It is known that Thomas Garner left Texas in 1866-1867 with a group of Southerners, which included his daughter, Susan Jane Garner Wright and her family, along with Thomas' daughter, Rachel Garner Russell. Rachel, her husband, F. M., and one-year old son, Thomas, were living in Hopkins County in 1860 next door to her father, Thomas Garner. It is believed that Rachel's husband was the Frank M. Russell who served in the 1st Tex. Vol. Inf. Regiment, Company 1, Crockett Southrons, organized in Houston Co., Texas and mustered into the war at New Orleans, June 24, 1861. Frank M. Russell was recruited at Alto, Texas, March 22, 1862, was listed as sick in the summer of 1862 with rheumatism, sick in the fall of 1862 with typhoid fever, discharged from service with ulcerated leg on April 14, 1864. Apparently Frank M. Russell, and the baby Thomas, died prior to 1866 because neither of them were mentioned in the stories that were told regarding the travels of the Americans who went to South America after the Civil War.
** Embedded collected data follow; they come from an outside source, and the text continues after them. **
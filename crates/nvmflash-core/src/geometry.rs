//! Flash geometry and address translation
//!
//! The flash array is addressed linearly from `base_address`. It is divided
//! into rows (the erase unit), each row into pages (the program unit), and
//! the controller maps it into memory as a sequence of machine words.
//!
//! ```text
//!   base_address
//!   |<------------------ row 0 ------------------>|<--- row 1 ...
//!   | page 0     | page 1     | page 2 | page 3   | page 0 ...
//!   |w0|w1|..|wN |
//! ```
//!
//! All functions here are pure arithmetic over addresses that the caller has
//! already validated with [`FlashGeometry::check_range`] (or that are known
//! to lie inside the array).

use crate::error::{Error, Result};

/// Largest row the engine supports (size of the row shadow buffer)
pub const MAX_ROW_SIZE: usize = 4096;

/// Value of a byte immediately after erase (all bits set)
pub const ERASED_BYTE: u8 = 0xFF;

/// Value of a word immediately after erase (all bits set)
pub const ERASED_WORD: u32 = 0xFFFF_FFFF;

/// Physical layout of an NVM flash array
#[derive(Debug, Clone, Copy, PartialEq, Eq)]
pub struct FlashGeometry {
    /// Page size in bytes (smallest programmable unit)
    pub page_size: u32,
    /// Pages per row (a row is the smallest erasable unit)
    pub pages_per_row: u32,
    /// Width of a flash word in bytes (at most 4)
    pub word_size: u32,
    /// Total flash size in bytes
    pub flash_size: u32,
    /// Address of the first byte of the array
    pub base_address: u32,
    /// Smallest accepted write length in bytes
    pub min_program_size: u32,
}

impl Default for FlashGeometry {
    fn default() -> Self {
        Self::SAMD21G18A
    }
}

impl FlashGeometry {
    /// ATSAMD21G18A main array: 4096 pages of 64 bytes, 4 pages per row
    pub const SAMD21G18A: FlashGeometry = FlashGeometry {
        page_size: 64,
        pages_per_row: 4,
        word_size: 4,
        flash_size: 256 * 1024,
        base_address: 0,
        min_program_size: 4,
    };

    /// Check that the geometry is self-consistent and supported
    ///
    /// The end address of the array must itself fit in 32 bits, so an
    /// array may not reach the very top of the address space.
    pub fn validate(&self) -> Result<()> {
        let sizes_valid = self.page_size != 0
            && self.pages_per_row != 0
            && self.word_size != 0
            && self.flash_size != 0
            && self.page_size.is_power_of_two()
            && self.word_size.is_power_of_two()
            && self.word_size <= 4
            && self.page_size % self.word_size == 0;
        if !sizes_valid {
            return Err(Error::InvalidGeometry);
        }

        let row_size = self
            .page_size
            .checked_mul(self.pages_per_row)
            .ok_or(Error::InvalidGeometry)?;
        if row_size as usize > MAX_ROW_SIZE
            || self.pages_per_row > u8::MAX as u32
            || self.page_size > u16::MAX as u32
            || self.flash_size % row_size != 0
            || self.base_address % row_size != 0
            || self.base_address.checked_add(self.flash_size).is_none()
        {
            return Err(Error::InvalidGeometry);
        }

        Ok(())
    }

    /// Row size in bytes
    pub fn row_size(&self) -> u32 {
        self.page_size * self.pages_per_row
    }

    /// Number of rows in the array
    pub fn row_count(&self) -> u32 {
        self.flash_size / self.row_size()
    }

    /// Words per page
    pub fn words_per_page(&self) -> u32 {
        self.page_size / self.word_size
    }

    /// One past the last valid address
    pub fn end_address(&self) -> u64 {
        self.base_address as u64 + self.flash_size as u64
    }

    /// Check if an address is inside the array
    pub fn contains(&self, addr: u32) -> bool {
        addr >= self.base_address && (addr as u64) < self.end_address()
    }

    /// Validate a write request before any hardware access
    ///
    /// Rejects empty requests, requests shorter than the minimum program
    /// size, and requests longer than the whole array with
    /// `InvalidByteCount`; a destination outside the array or an end
    /// address past the array with `InvalidAddress`.
    pub fn check_range(&self, addr: u32, len: usize) -> Result<()> {
        if len == 0 || len < self.min_program_size as usize || len > self.flash_size as usize {
            return Err(Error::InvalidByteCount);
        }
        if !self.contains(addr) {
            return Err(Error::InvalidAddress);
        }
        if addr as u64 + len as u64 > self.end_address() {
            return Err(Error::InvalidAddress);
        }
        Ok(())
    }

    /// Byte offset of `addr` from the start of the array
    pub fn offset_of(&self, addr: u32) -> u32 {
        addr - self.base_address
    }

    /// Resolve a linear address into (row, page, byte) coordinates
    pub fn to_coordinate(&self, addr: u32) -> Coordinate {
        let offset = self.offset_of(addr);
        let row_size = self.row_size();
        Coordinate {
            row: offset / row_size,
            page_in_row: ((offset % row_size) / self.page_size) as u8,
            byte_offset_in_page: (offset % self.page_size) as u16,
        }
    }

    /// Rebuild the linear address of a coordinate
    pub fn from_coordinate(&self, coord: Coordinate) -> u32 {
        self.base_address
            + coord.row * self.row_size()
            + coord.page_in_row as u32 * self.page_size
            + coord.byte_offset_in_page as u32
    }

    /// Index of the flash word containing `addr`
    pub fn to_word_index(&self, addr: u32) -> u32 {
        self.offset_of(addr) / self.word_size
    }

    /// Address of the first byte of the word with the given index
    pub fn word_address(&self, word_index: u32) -> u32 {
        self.base_address + word_index * self.word_size
    }

    /// Address of the first byte of the page containing `addr`
    pub fn page_base_address(&self, addr: u32) -> u32 {
        addr - self.offset_of(addr) % self.page_size
    }

    /// Address of the first byte of the row containing `addr`
    pub fn row_base_address(&self, addr: u32) -> u32 {
        addr - self.offset_of(addr) % self.row_size()
    }

    /// Address of the first byte of a row
    pub fn row_address(&self, row: u32) -> u32 {
        self.base_address + row * self.row_size()
    }

    /// Whether `addr` is the first byte of a row
    pub fn is_row_aligned(&self, addr: u32) -> bool {
        self.offset_of(addr) % self.row_size() == 0
    }
}

/// Position of a byte within the flash array
///
/// Derived from a linear address, never stored.
#[derive(Debug, Clone, Copy, PartialEq, Eq, Hash, Default)]
pub struct Coordinate {
    /// Row number, counted from the start of the array
    pub row: u32,
    /// Page within the row
    pub page_in_row: u8,
    /// Byte offset within the page
    pub byte_offset_in_page: u16,
}

#[cfg(test)]
mod tests {
    use super::*;

    fn small() -> FlashGeometry {
        FlashGeometry {
            page_size: 64,
            pages_per_row: 4,
            word_size: 4,
            flash_size: 16 * 256,
            base_address: 0,
            min_program_size: 4,
        }
    }

    #[test]
    fn test_samd21_preset_is_valid() {
        let geo = FlashGeometry::SAMD21G18A;
        assert!(geo.validate().is_ok());
        assert_eq!(geo.row_size(), 256);
        assert_eq!(geo.row_count(), 1024);
        assert_eq!(geo.words_per_page(), 16);
    }

    #[test]
    fn test_validate_rejects_bad_geometry() {
        let mut geo = small();
        geo.page_size = 48;
        assert_eq!(geo.validate(), Err(Error::InvalidGeometry));

        let mut geo = small();
        geo.flash_size = 1000;
        assert_eq!(geo.validate(), Err(Error::InvalidGeometry));

        let mut geo = small();
        geo.base_address = 0x80;
        assert_eq!(geo.validate(), Err(Error::InvalidGeometry));

        let mut geo = small();
        geo.pages_per_row = 128;
        assert_eq!(geo.validate(), Err(Error::InvalidGeometry));
    }

    #[test]
    fn test_validate_top_of_address_space() {
        let mut geo = small();
        geo.flash_size = 1024;
        geo.base_address = 0xFFFF_FC00;
        assert_eq!(geo.validate(), Err(Error::InvalidGeometry));

        geo.base_address = 0xFFFF_F800;
        assert!(geo.validate().is_ok());
        assert_eq!(geo.end_address(), 0xFFFF_FC00);
    }

    #[test]
    fn test_to_coordinate() {
        let geo = small();
        let c = geo.to_coordinate(0x128);
        assert_eq!(c.row, 1);
        assert_eq!(c.page_in_row, 0);
        assert_eq!(c.byte_offset_in_page, 0x28);

        let c = geo.to_coordinate(0x2FF);
        assert_eq!(c.row, 2);
        assert_eq!(c.page_in_row, 3);
        assert_eq!(c.byte_offset_in_page, 63);
    }

    #[test]
    fn test_coordinate_round_trip() {
        let mut geo = small();
        geo.base_address = 0x2000;
        for addr in (geo.base_address..geo.base_address + geo.flash_size).step_by(7) {
            let c = geo.to_coordinate(addr);
            assert!((c.byte_offset_in_page as u32) < geo.page_size);
            assert!((c.page_in_row as u32) < geo.pages_per_row);
            assert_eq!(geo.from_coordinate(c), addr);
        }
    }

    #[test]
    fn test_word_and_page_addresses() {
        let mut geo = small();
        geo.base_address = 0x400;
        assert_eq!(geo.to_word_index(0x400), 0);
        assert_eq!(geo.to_word_index(0x407), 1);
        assert_eq!(geo.word_address(2), 0x408);
        assert_eq!(geo.page_base_address(0x47F), 0x440);
        assert_eq!(geo.row_base_address(0x5FF), 0x500);
        assert_eq!(geo.row_address(3), 0x700);
        assert!(geo.is_row_aligned(0x600));
        assert!(!geo.is_row_aligned(0x640));
    }

    #[test]
    fn test_check_range() {
        let geo = small();
        assert_eq!(geo.check_range(0, 0), Err(Error::InvalidByteCount));
        assert_eq!(geo.check_range(0, 3), Err(Error::InvalidByteCount));
        assert_eq!(geo.check_range(0, 4097), Err(Error::InvalidByteCount));
        assert_eq!(geo.check_range(4096, 4), Err(Error::InvalidAddress));
        assert_eq!(geo.check_range(4090, 8), Err(Error::InvalidAddress));
        assert!(geo.check_range(4092, 4).is_ok());
        assert!(geo.check_range(0, 4096).is_ok());

        let mut geo = small();
        geo.base_address = 0x1000;
        assert_eq!(geo.check_range(0x0FFC, 4), Err(Error::InvalidAddress));
    }
}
Perhaps they died from the typhoid fever which he had in 1862. Rachel Russell was referred to as being a widow.
It is not known what happened to the other children that belonged to Thomas Garner and Lucinda, with the exception of the son Edwin M. Garner who was listed in Thomas' house-hold in the 1860 census records of Hopkins County, Texas. Apparently Edwin M. Garner is the E. M. Garner who served in the 4th Texas Vol. Inf. Regiment, Co. 1, Navarro Rifles, which was organized in Navarro Co., Texas, enrolled there on July 17, 1861, and was mustered into the CSA at Richmond, Va. Sept. 30, 1861. E. M. Garner was wounded in the head at Gaines' Mill June 27, 1862, was killed at the battle at Antietam on September 17, 1862. It is not known where Edwin M. Garner was buried.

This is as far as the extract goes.